Dataset entries
=-=-=

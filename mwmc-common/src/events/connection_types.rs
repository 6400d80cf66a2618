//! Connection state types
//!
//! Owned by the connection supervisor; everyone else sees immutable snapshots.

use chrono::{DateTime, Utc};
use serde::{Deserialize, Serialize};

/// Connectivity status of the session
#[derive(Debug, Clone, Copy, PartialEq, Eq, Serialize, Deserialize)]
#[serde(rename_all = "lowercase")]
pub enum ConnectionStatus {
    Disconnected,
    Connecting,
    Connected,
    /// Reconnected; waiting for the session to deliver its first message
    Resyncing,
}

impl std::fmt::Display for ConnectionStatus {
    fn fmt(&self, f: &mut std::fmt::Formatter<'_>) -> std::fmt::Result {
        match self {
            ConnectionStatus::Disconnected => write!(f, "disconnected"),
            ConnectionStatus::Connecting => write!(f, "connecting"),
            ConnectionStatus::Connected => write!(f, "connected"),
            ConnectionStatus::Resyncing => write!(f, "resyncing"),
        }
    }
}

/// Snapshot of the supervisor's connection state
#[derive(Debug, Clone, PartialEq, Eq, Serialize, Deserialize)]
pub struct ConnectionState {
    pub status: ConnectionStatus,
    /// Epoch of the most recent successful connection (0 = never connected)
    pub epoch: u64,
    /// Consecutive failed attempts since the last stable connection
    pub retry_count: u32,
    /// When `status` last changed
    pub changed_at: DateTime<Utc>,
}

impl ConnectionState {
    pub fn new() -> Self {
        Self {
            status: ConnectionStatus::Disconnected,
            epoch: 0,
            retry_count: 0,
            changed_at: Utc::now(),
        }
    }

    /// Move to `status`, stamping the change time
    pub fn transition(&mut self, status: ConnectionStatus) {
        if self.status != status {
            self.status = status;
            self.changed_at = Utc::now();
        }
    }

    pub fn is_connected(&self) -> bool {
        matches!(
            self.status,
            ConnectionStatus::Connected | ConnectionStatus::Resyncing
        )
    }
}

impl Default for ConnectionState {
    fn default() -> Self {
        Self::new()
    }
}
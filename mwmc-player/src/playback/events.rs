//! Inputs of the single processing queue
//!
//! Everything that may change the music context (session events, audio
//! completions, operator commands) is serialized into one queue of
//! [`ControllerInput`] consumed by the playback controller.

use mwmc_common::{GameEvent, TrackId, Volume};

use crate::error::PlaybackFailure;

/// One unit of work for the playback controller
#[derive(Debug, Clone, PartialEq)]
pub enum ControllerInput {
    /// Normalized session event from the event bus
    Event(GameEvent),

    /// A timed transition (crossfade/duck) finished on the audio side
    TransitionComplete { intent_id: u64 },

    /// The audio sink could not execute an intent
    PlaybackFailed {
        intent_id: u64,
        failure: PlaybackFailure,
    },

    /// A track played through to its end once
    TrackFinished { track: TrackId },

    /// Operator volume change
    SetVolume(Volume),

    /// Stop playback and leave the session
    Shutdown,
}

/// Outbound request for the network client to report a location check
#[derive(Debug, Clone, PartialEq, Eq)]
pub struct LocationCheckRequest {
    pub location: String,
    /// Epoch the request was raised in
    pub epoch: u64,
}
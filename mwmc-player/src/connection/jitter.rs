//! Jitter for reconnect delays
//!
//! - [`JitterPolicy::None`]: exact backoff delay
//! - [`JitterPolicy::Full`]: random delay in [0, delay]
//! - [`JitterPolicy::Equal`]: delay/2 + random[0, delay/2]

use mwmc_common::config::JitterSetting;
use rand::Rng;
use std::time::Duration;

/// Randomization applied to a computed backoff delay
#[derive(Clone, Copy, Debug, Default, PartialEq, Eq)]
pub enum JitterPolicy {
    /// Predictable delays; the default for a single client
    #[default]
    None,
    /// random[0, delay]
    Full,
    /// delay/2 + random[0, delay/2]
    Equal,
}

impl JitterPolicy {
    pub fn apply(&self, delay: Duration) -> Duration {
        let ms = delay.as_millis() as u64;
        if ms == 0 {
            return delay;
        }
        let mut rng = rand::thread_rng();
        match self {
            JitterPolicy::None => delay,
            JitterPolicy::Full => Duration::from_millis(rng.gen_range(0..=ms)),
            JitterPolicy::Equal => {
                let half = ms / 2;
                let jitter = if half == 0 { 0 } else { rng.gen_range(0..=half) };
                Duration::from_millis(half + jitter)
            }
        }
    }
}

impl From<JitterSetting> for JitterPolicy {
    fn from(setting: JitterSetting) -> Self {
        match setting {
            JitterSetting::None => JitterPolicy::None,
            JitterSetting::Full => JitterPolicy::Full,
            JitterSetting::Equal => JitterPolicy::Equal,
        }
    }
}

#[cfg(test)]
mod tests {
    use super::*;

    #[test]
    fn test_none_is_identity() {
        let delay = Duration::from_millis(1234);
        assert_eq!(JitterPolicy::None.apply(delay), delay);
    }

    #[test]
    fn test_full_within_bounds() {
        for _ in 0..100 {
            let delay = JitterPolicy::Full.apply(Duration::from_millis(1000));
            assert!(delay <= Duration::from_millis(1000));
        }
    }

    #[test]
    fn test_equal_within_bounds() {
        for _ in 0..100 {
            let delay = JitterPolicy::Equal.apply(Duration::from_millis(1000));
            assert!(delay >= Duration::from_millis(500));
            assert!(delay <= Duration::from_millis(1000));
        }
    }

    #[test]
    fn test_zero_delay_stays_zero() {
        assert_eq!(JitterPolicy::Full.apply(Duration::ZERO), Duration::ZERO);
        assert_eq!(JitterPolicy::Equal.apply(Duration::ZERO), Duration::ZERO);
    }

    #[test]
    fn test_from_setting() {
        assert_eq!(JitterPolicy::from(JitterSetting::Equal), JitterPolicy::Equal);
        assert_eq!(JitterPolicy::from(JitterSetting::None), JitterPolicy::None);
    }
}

=-=-=

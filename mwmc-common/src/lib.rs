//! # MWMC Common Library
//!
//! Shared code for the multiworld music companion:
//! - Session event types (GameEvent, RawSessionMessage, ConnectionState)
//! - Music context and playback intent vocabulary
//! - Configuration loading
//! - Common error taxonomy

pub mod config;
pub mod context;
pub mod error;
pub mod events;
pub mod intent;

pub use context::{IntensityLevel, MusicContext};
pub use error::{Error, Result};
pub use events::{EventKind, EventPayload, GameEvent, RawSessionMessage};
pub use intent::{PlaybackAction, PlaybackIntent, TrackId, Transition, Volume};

=-=-=

- Prompt: What lines hold the string "error"? Pick them out of the data.

- Written solution:
use crate::error::PlaybackFailure;
//! - Common error taxonomy
pub mod error;
pub use error::{Error, Result};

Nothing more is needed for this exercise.